_WHAT TO PRODUCE_: Check every line of the data for the word "Left", and copy those that have it.

_SUPPLIED MATERIAL_:
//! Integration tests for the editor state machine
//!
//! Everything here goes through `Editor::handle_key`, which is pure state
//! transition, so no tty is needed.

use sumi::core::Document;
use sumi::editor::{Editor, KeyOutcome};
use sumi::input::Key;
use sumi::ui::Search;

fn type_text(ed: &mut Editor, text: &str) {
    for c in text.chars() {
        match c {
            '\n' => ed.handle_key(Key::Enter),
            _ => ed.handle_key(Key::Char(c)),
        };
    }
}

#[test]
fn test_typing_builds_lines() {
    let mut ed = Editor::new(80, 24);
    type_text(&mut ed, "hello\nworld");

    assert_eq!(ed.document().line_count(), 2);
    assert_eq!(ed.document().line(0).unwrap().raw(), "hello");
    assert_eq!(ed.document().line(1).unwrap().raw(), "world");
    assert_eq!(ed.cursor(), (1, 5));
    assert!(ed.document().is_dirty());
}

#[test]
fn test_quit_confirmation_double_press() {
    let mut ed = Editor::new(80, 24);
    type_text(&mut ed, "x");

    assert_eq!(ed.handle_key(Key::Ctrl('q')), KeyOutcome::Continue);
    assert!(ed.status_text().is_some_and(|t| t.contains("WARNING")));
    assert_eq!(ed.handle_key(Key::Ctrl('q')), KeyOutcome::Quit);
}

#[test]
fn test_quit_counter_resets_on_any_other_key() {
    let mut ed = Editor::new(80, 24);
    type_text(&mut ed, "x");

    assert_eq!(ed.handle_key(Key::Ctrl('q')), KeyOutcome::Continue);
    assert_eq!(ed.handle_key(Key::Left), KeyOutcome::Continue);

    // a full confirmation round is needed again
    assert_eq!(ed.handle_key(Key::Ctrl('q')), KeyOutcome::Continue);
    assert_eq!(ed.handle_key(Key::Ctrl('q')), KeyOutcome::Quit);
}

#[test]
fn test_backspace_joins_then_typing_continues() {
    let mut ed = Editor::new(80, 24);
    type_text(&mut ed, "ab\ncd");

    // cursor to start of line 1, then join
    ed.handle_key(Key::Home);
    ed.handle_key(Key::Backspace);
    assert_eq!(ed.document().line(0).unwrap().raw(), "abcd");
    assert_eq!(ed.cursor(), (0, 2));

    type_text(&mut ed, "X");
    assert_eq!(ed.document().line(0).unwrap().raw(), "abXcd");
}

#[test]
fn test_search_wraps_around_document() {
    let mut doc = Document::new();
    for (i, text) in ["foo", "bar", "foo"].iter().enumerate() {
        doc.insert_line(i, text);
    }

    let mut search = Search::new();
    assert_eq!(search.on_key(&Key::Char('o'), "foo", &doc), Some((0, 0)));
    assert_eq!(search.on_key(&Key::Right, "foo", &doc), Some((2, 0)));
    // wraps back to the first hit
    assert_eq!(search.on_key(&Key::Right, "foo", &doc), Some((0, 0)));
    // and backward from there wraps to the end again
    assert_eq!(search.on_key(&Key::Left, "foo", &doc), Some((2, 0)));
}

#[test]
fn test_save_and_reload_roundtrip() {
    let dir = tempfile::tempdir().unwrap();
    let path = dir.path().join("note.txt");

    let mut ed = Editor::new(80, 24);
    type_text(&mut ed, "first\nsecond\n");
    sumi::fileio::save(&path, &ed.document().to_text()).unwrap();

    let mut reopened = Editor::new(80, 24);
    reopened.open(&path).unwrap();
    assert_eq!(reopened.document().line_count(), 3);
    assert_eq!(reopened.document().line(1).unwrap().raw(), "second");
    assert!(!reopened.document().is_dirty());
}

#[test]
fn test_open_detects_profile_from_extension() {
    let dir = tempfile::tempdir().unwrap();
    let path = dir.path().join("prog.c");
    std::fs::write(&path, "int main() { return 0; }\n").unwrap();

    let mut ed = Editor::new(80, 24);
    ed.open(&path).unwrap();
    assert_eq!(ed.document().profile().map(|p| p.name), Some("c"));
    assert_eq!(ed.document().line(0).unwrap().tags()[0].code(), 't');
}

==

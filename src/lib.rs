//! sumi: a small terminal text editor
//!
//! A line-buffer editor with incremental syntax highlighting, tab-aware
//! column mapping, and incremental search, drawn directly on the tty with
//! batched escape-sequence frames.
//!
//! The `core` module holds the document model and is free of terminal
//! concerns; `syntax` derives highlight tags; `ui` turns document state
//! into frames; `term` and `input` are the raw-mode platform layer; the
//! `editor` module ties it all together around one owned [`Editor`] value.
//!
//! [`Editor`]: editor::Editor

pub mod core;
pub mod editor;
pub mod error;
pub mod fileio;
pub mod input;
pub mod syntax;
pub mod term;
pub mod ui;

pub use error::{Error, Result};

_ANSWER BOX_:
    assert_eq!(ed.handle_key(Key::Left), KeyOutcome::Continue);
    assert_eq!(search.on_key(&Key::Left, "foo", &doc), Some((2, 0)));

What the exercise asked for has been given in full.